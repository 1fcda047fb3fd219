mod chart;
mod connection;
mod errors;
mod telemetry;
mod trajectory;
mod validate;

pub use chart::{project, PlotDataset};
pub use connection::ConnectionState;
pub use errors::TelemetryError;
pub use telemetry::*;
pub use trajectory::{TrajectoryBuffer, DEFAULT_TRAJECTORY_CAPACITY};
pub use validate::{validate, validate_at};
━━━━━━━━━━━━━━━━━━━━━━━━━━━━━━
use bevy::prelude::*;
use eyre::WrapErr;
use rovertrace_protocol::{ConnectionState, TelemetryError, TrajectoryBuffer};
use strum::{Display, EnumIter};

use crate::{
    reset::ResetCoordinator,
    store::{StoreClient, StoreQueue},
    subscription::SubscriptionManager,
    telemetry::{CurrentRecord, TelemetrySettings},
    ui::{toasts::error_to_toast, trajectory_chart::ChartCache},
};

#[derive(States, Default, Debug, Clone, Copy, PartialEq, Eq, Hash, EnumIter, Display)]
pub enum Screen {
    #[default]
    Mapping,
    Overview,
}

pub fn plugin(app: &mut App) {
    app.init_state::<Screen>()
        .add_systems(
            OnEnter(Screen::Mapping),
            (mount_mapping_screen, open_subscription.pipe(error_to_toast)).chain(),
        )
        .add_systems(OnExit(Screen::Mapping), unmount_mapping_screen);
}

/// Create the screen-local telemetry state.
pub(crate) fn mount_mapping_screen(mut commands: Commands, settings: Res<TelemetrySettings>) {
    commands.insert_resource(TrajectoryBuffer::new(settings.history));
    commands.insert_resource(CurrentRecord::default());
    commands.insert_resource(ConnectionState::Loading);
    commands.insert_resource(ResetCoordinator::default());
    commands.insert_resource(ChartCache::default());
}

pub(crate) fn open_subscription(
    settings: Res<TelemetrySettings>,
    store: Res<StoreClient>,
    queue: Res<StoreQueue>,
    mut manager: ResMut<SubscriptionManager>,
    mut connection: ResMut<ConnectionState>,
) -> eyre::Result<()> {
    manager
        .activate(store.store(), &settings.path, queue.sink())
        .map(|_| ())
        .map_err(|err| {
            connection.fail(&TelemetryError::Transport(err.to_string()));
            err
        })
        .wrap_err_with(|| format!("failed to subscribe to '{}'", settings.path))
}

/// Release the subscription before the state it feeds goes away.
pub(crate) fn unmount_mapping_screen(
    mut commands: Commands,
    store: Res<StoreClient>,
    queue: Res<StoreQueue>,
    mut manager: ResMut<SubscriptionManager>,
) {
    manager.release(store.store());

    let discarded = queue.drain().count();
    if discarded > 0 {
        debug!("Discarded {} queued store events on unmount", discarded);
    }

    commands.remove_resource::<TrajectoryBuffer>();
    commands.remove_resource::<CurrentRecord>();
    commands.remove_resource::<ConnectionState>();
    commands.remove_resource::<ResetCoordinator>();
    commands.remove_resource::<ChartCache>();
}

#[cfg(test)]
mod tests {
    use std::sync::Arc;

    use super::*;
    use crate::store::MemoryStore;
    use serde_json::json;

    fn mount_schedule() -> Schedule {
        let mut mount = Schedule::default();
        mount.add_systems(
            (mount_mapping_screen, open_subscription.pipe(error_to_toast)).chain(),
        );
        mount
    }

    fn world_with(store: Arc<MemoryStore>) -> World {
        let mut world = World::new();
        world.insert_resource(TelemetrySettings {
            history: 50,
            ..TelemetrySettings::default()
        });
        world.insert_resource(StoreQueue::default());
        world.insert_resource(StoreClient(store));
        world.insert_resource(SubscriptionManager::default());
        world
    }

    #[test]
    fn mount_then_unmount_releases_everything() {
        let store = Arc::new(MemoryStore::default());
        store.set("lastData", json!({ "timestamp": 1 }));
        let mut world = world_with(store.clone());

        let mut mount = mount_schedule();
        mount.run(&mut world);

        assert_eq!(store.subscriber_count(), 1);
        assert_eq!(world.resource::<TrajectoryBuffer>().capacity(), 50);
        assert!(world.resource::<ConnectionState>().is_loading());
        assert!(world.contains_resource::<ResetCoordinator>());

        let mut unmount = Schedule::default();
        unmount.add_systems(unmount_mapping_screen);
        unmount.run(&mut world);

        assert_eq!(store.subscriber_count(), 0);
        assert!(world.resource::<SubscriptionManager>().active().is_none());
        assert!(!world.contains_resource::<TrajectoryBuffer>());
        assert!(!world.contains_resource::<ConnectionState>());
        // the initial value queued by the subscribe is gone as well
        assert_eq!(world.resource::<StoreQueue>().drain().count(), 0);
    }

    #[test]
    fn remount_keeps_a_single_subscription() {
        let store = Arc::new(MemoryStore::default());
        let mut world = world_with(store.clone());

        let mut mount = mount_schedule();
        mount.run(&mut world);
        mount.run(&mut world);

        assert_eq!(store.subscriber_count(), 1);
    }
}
━━━━━━━━━━━━━━━━━━━━━━━━━━━━━━
Your objective ::
Pull each line containing the word "TrajectoryBuffer" out of the data above.

Task answer ::
pub use trajectory::{TrajectoryBuffer, DEFAULT_TRAJECTORY_CAPACITY};
use rovertrace_protocol::{ConnectionState, TelemetryError, TrajectoryBuffer};
    commands.insert_resource(TrajectoryBuffer::new(settings.history));
    commands.remove_resource::<TrajectoryBuffer>();
        assert_eq!(world.resource::<TrajectoryBuffer>().capacity(), 50);
        assert!(!world.contains_resource::<TrajectoryBuffer>());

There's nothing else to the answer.